1940-1949: IN THE SHADOW OF WAR


South Side grad was ace fighter pilot


By Michelle L. Klampe of The News-Sentinel

During World War II, few war heroes were more prominent than Fort Wayne's Col. Walker M. "Bud" Mahurin. Mahurin, who shot down 21 planes in the European theater, was known as America's ace of aces.

Mahurin, a South Side High School graduate, was accepted into the Army Air Corps in 1941. He flew P-47 Thunderbolts out of England's Airport of Aces with a squadron of the most-decorated fliers of World War II. At first, he was less than successful. Newspaper accounts from the day said he flew nearly 30 missions before hitting anything.

Once he did, though, he became one of the hottest fighter pilots in the European theater. He consistently set records for the number of planes shot down, and three times he shot down three planes during a single mission. His efforts earned him celebrity status, garnering him an invitation to Buckingham Palace and write-ups in newspaper and magazine articles.

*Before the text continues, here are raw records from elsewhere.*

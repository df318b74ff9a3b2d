//! Plugin error types using thiserror 2.0.
//!
//! Every error carries a kind so the host can decide whether the request
//! needs fixing, the configuration needs fixing, or the whole operation
//! can simply be retried later.

use std::fmt;
use std::time::Duration;

use thiserror::Error;

use crate::database::DriverError;
use crate::username::TemplateError;

/// Broad classification of a [`PluginError`].
#[derive(Debug, Clone, Copy, PartialEq, Eq, Hash)]
pub enum ErrorKind {
    /// Bad or missing configuration; blocks readiness.
    Configuration,
    /// The request itself is malformed and must be fixed by the caller.
    Validation,
    /// The database could not be reached or refused the login.
    Connectivity,
    /// A statement failed; the transaction was rolled back.
    Execution,
    /// Several independent sub-operations failed.
    Aggregate,
    /// The caller cancelled the request or its deadline passed.
    Interrupted,
}

impl ErrorKind {
    /// Stable lowercase name, used as a log field.
    #[must_use]
    pub const fn as_str(self) -> &'static str {
        match self {
            Self::Configuration => "configuration",
            Self::Validation => "validation",
            Self::Connectivity => "connectivity",
            Self::Execution => "execution",
            Self::Aggregate => "aggregate",
            Self::Interrupted => "interrupted",
        }
    }
}

impl fmt::Display for ErrorKind {
    fn fmt(&self, f: &mut fmt::Formatter<'_>) -> fmt::Result {
        f.write_str(self.as_str())
    }
}

/// Errors returned by the credential lifecycle engine.
#[non_exhaustive]
#[derive(Error, Debug)]
pub enum PluginError {
    /// Invalid connection configuration
    #[error("invalid configuration: {0}")]
    InvalidConfig(String),

    /// `username_template` was present but not a string
    #[error("failed to retrieve username_template: {0}")]
    UsernameTemplateLookup(String),

    /// Username template failed to compile
    #[error("unable to initialize username template: {0}")]
    UsernameTemplateCompile(#[source] TemplateError),

    /// Username template failed its dry-run render
    #[error("invalid username template: {0}")]
    UsernameTemplateInvalid(#[source] TemplateError),

    /// Username template failed to render for a request
    #[error("unable to generate username: {0}")]
    UsernameGeneration(#[source] TemplateError),

    /// Operation attempted before a successful initialize
    #[error("connection has not been initialized")]
    NotInitialized,

    /// Request is missing the username
    #[error("missing username")]
    MissingUsername,

    /// Request is missing the new password
    #[error("missing password")]
    MissingPassword,

    /// Update request carried neither a password nor an expiration
    #[error("no changes requested")]
    NoChangesRequested,

    /// Create request carried no creation statements
    #[error("empty creation statements")]
    EmptyCreationStatements,

    /// Request variant this engine deliberately does not perform
    #[error("{0} is not implemented")]
    Unsupported(&'static str),

    /// Connecting, pinging or authenticating failed
    #[error("unable to get connection: {0}")]
    Connection(#[source] DriverError),

    /// A read-only introspection query failed
    #[error("{context}: {source}")]
    Query {
        /// What the query was for
        context: &'static str,
        /// Driver failure
        #[source]
        source: DriverError,
    },

    /// A transaction could not be started
    #[error("unable to start transaction: {0}")]
    BeginTransaction(#[source] DriverError),

    /// A statement failed inside the request transaction
    #[error("failed to execute query: {source}")]
    Execution {
        /// Zero-based position of the statement within the expanded script
        index: usize,
        /// Driver failure
        #[source]
        source: DriverError,
    },

    /// Committing the request transaction failed
    #[error("unable to commit transaction: {0}")]
    Commit(#[source] DriverError),

    /// Several sub-operations failed
    #[error(transparent)]
    Aggregate(#[from] AggregateError),

    /// The caller's cancellation signal fired
    #[error("operation cancelled")]
    Cancelled,

    /// The caller's deadline passed
    #[error("operation deadline exceeded after {0:?}")]
    DeadlineExceeded(Duration),

    /// An error whose message had secrets scrubbed out of it
    #[error("{message}")]
    Sanitized {
        /// Kind of the original error
        kind: ErrorKind,
        /// Scrubbed message
        message: String,
    },
}

/// Result type for plugin operations.
pub type PluginResult<T> = Result<T, PluginError>;

impl PluginError {
    /// Classify this error.
    #[must_use]
    pub const fn kind(&self) -> ErrorKind {
        match self {
            Self::InvalidConfig(_)
            | Self::UsernameTemplateLookup(_)
            | Self::UsernameTemplateCompile(_)
            | Self::UsernameTemplateInvalid(_)
            | Self::UsernameGeneration(_)
            | Self::NotInitialized => ErrorKind::Configuration,
            Self::MissingUsername
            | Self::MissingPassword
            | Self::NoChangesRequested
            | Self::EmptyCreationStatements
            | Self::Unsupported(_) => ErrorKind::Validation,
            Self::Connection(_) | Self::Query { .. } | Self::BeginTransaction(_) => {
                ErrorKind::Connectivity
            }
            Self::Execution { .. } | Self::Commit(_) => ErrorKind::Execution,
            Self::Aggregate(_) => ErrorKind::Aggregate,
            Self::Cancelled | Self::DeadlineExceeded(_) => ErrorKind::Interrupted,
            Self::Sanitized { kind, .. } => *kind,
        }
    }

    /// Check if retrying the whole operation later may succeed.
    #[must_use]
    pub fn is_retryable(&self) -> bool {
        match self {
            Self::Aggregate(agg) => agg.errors().iter().all(Self::is_retryable),
            other => matches!(
                other.kind(),
                ErrorKind::Connectivity | ErrorKind::Interrupted
            ),
        }
    }

    /// Create an invalid configuration error.
    #[must_use]
    pub fn invalid_config(msg: impl Into<String>) -> Self {
        Self::InvalidConfig(msg.into())
    }
}

/// A list of independent failures reported as one error.
///
/// An empty aggregate means success; use [`AggregateError::into_result`]
/// to turn it into a `Result`.
#[derive(Debug, Default)]
pub struct AggregateError {
    errors: Vec<PluginError>,
}

impl AggregateError {
    /// Create an empty aggregate.
    #[must_use]
    pub const fn new() -> Self {
        Self { errors: Vec::new() }
    }

    /// Record the error of a sub-operation, if it failed.
    pub fn push_result(&mut self, result: PluginResult<()>) {
        if let Err(err) = result {
            self.errors.push(err);
        }
    }

    /// Record a failure.
    pub fn push(&mut self, err: PluginError) {
        self.errors.push(err);
    }

    /// Recorded failures, in the order they happened.
    #[must_use]
    pub fn errors(&self) -> &[PluginError] {
        &self.errors
    }

    /// Number of recorded failures.
    #[must_use]
    pub fn len(&self) -> usize {
        self.errors.len()
    }

    /// `true` when nothing failed.
    #[must_use]
    pub fn is_empty(&self) -> bool {
        self.errors.is_empty()
    }

    /// `Ok(())` when empty, the sole error when there is exactly one,
    /// otherwise the aggregate itself.
    pub fn into_result(mut self) -> PluginResult<()> {
        match self.errors.len() {
            0 => Ok(()),
            1 => Err(self.errors.remove(0)),
            _ => Err(PluginError::Aggregate(self)),
        }
    }
}

impl fmt::Display for AggregateError {
    fn fmt(&self, f: &mut fmt::Formatter<'_>) -> fmt::Result {
        write!(f, "{} errors occurred:", self.errors.len())?;
        for err in &self.errors {
            write!(f, "\n\t* {err}")?;
        }
        Ok(())
    }
}

impl std::error::Error for AggregateError {}

#[cfg(test)]
mod tests {
    use super::*;

    #[test]
    fn test_error_display() {
        assert_eq!(PluginError::MissingUsername.to_string(), "missing username");
        assert_eq!(
            PluginError::NoChangesRequested.to_string(),
            "no changes requested"
        );
        assert_eq!(
            PluginError::Unsupported("changing user expiration").to_string(),
            "changing user expiration is not implemented"
        );
    }

    #[test]
    fn test_kinds() {
        assert_eq!(PluginError::MissingPassword.kind(), ErrorKind::Validation);
        assert_eq!(PluginError::NotInitialized.kind(), ErrorKind::Configuration);
        assert_eq!(
            PluginError::Connection(DriverError::connection("refused")).kind(),
            ErrorKind::Connectivity
        );
        assert_eq!(
            PluginError::Execution {
                index: 0,
                source: DriverError::query("syntax error"),
            }
            .kind(),
            ErrorKind::Execution
        );
        assert_eq!(PluginError::Cancelled.kind(), ErrorKind::Interrupted);
    }

    #[test]
    fn test_retryable_errors() {
        assert!(PluginError::Connection(DriverError::connection("timeout")).is_retryable());
        assert!(PluginError::DeadlineExceeded(Duration::from_secs(1)).is_retryable());
        assert!(!PluginError::MissingUsername.is_retryable());
        assert!(!PluginError::invalid_config("bad").is_retryable());
    }

    #[test]
    fn test_empty_aggregate_is_success() {
        let agg = AggregateError::new();
        assert!(agg.is_empty());
        assert!(agg.into_result().is_ok());
    }

    #[test]
    fn test_single_aggregate_unwraps() {
        let mut agg = AggregateError::new();
        agg.push_result(Ok(()));
        agg.push(PluginError::MissingPassword);
        let err = agg.into_result().unwrap_err();
        assert!(matches!(err, PluginError::MissingPassword));
    }

    #[test]
    fn test_multiple_aggregate_keeps_all() {
        let mut agg = AggregateError::new();
        agg.push(PluginError::MissingPassword);
        agg.push(PluginError::Unsupported("changing user expiration"));
        assert_eq!(agg.len(), 2);

        let err = agg.into_result().unwrap_err();
        assert_eq!(err.kind(), ErrorKind::Aggregate);
        let text = err.to_string();
        assert!(text.starts_with("2 errors occurred:"));
        assert!(text.contains("missing password"));
        assert!(text.contains("changing user expiration is not implemented"));
    }
}
//! Secret scrubbing for text that leaves the process.
//!
//! Callers hand over a mapping of raw secret text to the placeholder that
//! should replace it. Every occurrence is replaced; longer secrets are
//! applied first so a secret that contains another one is never left
//! half-replaced.

use std::collections::HashMap;

/// Replace every occurrence of each secret in `text` with its placeholder.
///
/// Empty secrets are ignored, otherwise they would match between every
/// character.
///
/// # Examples
///
/// ```
/// use std::collections::HashMap;
/// use rust_common::scrub_secrets;
///
/// let secrets = HashMap::from([("hunter2".to_string(), "[password]".to_string())]);
/// let scrubbed = scrub_secrets("auth failed for hunter2", &secrets);
/// assert_eq!(scrubbed, "auth failed for [password]");
/// ```
#[must_use]
pub fn scrub_secrets(text: &str, secrets: &HashMap<String, String>) -> String {
    let mut ordered: Vec<(&String, &String)> =
        secrets.iter().filter(|(secret, _)| !secret.is_empty()).collect();
    ordered.sort_by(|a, b| b.0.len().cmp(&a.0.len()).then_with(|| a.0.cmp(b.0)));

    let mut out = text.to_string();
    for (secret, placeholder) in ordered {
        if out.contains(secret.as_str()) {
            out = out.replace(secret.as_str(), placeholder);
        }
    }
    out
}

/// Returns `true` when `text` still contains any of the given secrets.
#[must_use]
pub fn contains_secret(text: &str, secrets: &HashMap<String, String>) -> bool {
    secrets
        .keys()
        .any(|secret| !secret.is_empty() && text.contains(secret.as_str()))
}

#[cfg(test)]
mod tests {
    use super::*;

    fn secrets(pairs: &[(&str, &str)]) -> HashMap<String, String> {
        pairs
            .iter()
            .map(|(k, v)| ((*k).to_string(), (*v).to_string()))
            .collect()
    }

    #[test]
    fn test_replaces_all_occurrences() {
        let map = secrets(&[("s3cret", "[password]")]);
        assert_eq!(
            scrub_secrets("s3cret and s3cret again", &map),
            "[password] and [password] again"
        );
    }

    #[test]
    fn test_empty_secret_ignored() {
        let map = secrets(&[("", "[password]")]);
        assert_eq!(scrub_secrets("nothing to hide", &map), "nothing to hide");
        assert!(!contains_secret("nothing to hide", &map));
    }

    #[test]
    fn test_longest_secret_wins() {
        let map = secrets(&[("abc", "[short]"), ("abcdef", "[long]")]);
        assert_eq!(scrub_secrets("xx abcdef yy", &map), "xx [long] yy");
    }

    #[test]
    fn test_contains_secret() {
        let map = secrets(&[("pw", "[password]")]);
        assert!(contains_secret("the pw leaked", &map));
        assert!(!contains_secret("clean", &map));
    }
}
//! The plugin interface consumed by the secrets-management host.

use std::collections::HashMap;
use std::fmt;

use async_trait::async_trait;
use chrono::{DateTime, Utc};
use secrecy::SecretString;

use crate::config::ConfigMap;
use crate::context::RequestContext;
use crate::error::PluginResult;
use crate::username::UsernameMetadata;

/// Operator-configured statement scripts for one operation.
#[derive(Debug, Clone, Default, PartialEq, Eq)]
pub struct Statements {
    /// Scripts in execution order; each may hold several `;`-separated statements
    pub commands: Vec<String>,
}

impl Statements {
    /// Build from any list of scripts.
    #[must_use]
    pub fn new<I, S>(commands: I) -> Self
    where
        I: IntoIterator<Item = S>,
        S: Into<String>,
    {
        Self {
            commands: commands.into_iter().map(Into::into).collect(),
        }
    }
}

fn fmt_config_keys(map: &ConfigMap) -> Vec<&str> {
    map.keys().map(String::as_str).collect()
}

/// Initialize request; the config map may hold the plugin's own password.
#[derive(Clone, Default)]
pub struct InitializeRequest {
    /// Raw configuration supplied by the host
    pub config: ConfigMap,
    /// Open and ping a connection before reporting success
    pub verify_connection: bool,
}

impl fmt::Debug for InitializeRequest {
    fn fmt(&self, f: &mut fmt::Formatter<'_>) -> fmt::Result {
        f.debug_struct("InitializeRequest")
            .field("config_keys", &fmt_config_keys(&self.config))
            .field("verify_connection", &self.verify_connection)
            .finish()
    }
}

/// Initialize response carrying the configuration the host should persist.
#[derive(Clone, Default)]
pub struct InitializeResponse {
    /// Validated configuration
    pub config: ConfigMap,
}

impl fmt::Debug for InitializeResponse {
    fn fmt(&self, f: &mut fmt::Formatter<'_>) -> fmt::Result {
        f.debug_struct("InitializeResponse")
            .field("config_keys", &fmt_config_keys(&self.config))
            .finish()
    }
}

/// Create a new database user.
#[derive(Debug, Clone)]
pub struct NewUserRequest {
    /// Inputs to the username template
    pub username_config: UsernameMetadata,
    /// Creation statements; must not be empty
    pub statements: Statements,
    /// Password for the new user
    pub password: SecretString,
    /// When the credential expires
    pub expiration: DateTime<Utc>,
}

/// Result of creating a user.
#[derive(Debug, Clone, PartialEq, Eq)]
pub struct NewUserResponse {
    /// Generated username
    pub username: String,
}

/// Password change part of an update.
#[derive(Debug, Clone)]
pub struct ChangePassword {
    /// Password to set
    pub new_password: SecretString,
    /// Custom rotation statements; empty uses the built-in statement
    pub statements: Statements,
}

/// Expiration change part of an update.
#[derive(Debug, Clone)]
pub struct ChangeExpiration {
    /// New expiration
    pub new_expiration: DateTime<Utc>,
    /// Custom renewal statements
    pub statements: Statements,
}

/// Update an existing user.
#[derive(Debug, Clone, Default)]
pub struct UpdateUserRequest {
    /// User to update
    pub username: String,
    /// New password, if rotating
    pub password: Option<ChangePassword>,
    /// New expiration, if renewing
    pub expiration: Option<ChangeExpiration>,
}

/// Result of updating a user.
#[derive(Debug, Clone, Default, PartialEq, Eq)]
pub struct UpdateUserResponse {}

/// Remove a user.
#[derive(Debug, Clone, Default)]
pub struct DeleteUserRequest {
    /// User to remove
    pub username: String,
    /// Custom revocation statements; empty uses the built-in drop
    pub statements: Statements,
}

/// Result of removing a user.
#[derive(Debug, Clone, Default, PartialEq, Eq)]
pub struct DeleteUserResponse {}

/// Operations the host drives on a database plugin.
#[async_trait]
pub trait DatabasePlugin: Send + Sync {
    /// Short identifier of the database type.
    fn type_name(&self) -> &'static str;

    /// Validate and install configuration.
    async fn initialize(
        &self,
        ctx: &RequestContext,
        req: InitializeRequest,
    ) -> PluginResult<InitializeResponse>;

    /// Create a user with a freshly generated name.
    async fn new_user(&self, ctx: &RequestContext, req: NewUserRequest)
    -> PluginResult<NewUserResponse>;

    /// Change an existing user's password or expiration.
    async fn update_user(
        &self,
        ctx: &RequestContext,
        req: UpdateUserRequest,
    ) -> PluginResult<UpdateUserResponse>;

    /// Remove a user. Removing a user that does not exist succeeds.
    async fn delete_user(
        &self,
        ctx: &RequestContext,
        req: DeleteUserRequest,
    ) -> PluginResult<DeleteUserResponse>;

    /// Release the database connection.
    async fn close(&self, ctx: &RequestContext) -> PluginResult<()>;

    /// Raw secret text mapped to the placeholder that replaces it in
    /// outgoing messages.
    fn secret_values(&self) -> HashMap<String, String>;
}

After shooting down his 21st plane, Mahurin was shot down March 24, 1944, over France. After six weeks in captivity, Mahurin escaped with the help of the French underground and returned to Fort Wayne, then headed to Florida, where he was promoted to lieutenant colonel. By November 1944, Mahurin was flying again, this time in the Pacific theater. As squad commander, he shot down two more planes before the war ended.

Mahurin later continued his career in the Korean War, flying jet fighters. He shot down three MiGs before he was shot down over enemy territory in 1952. After more than a year in captivity, Mahurin was released and returned to his home in California.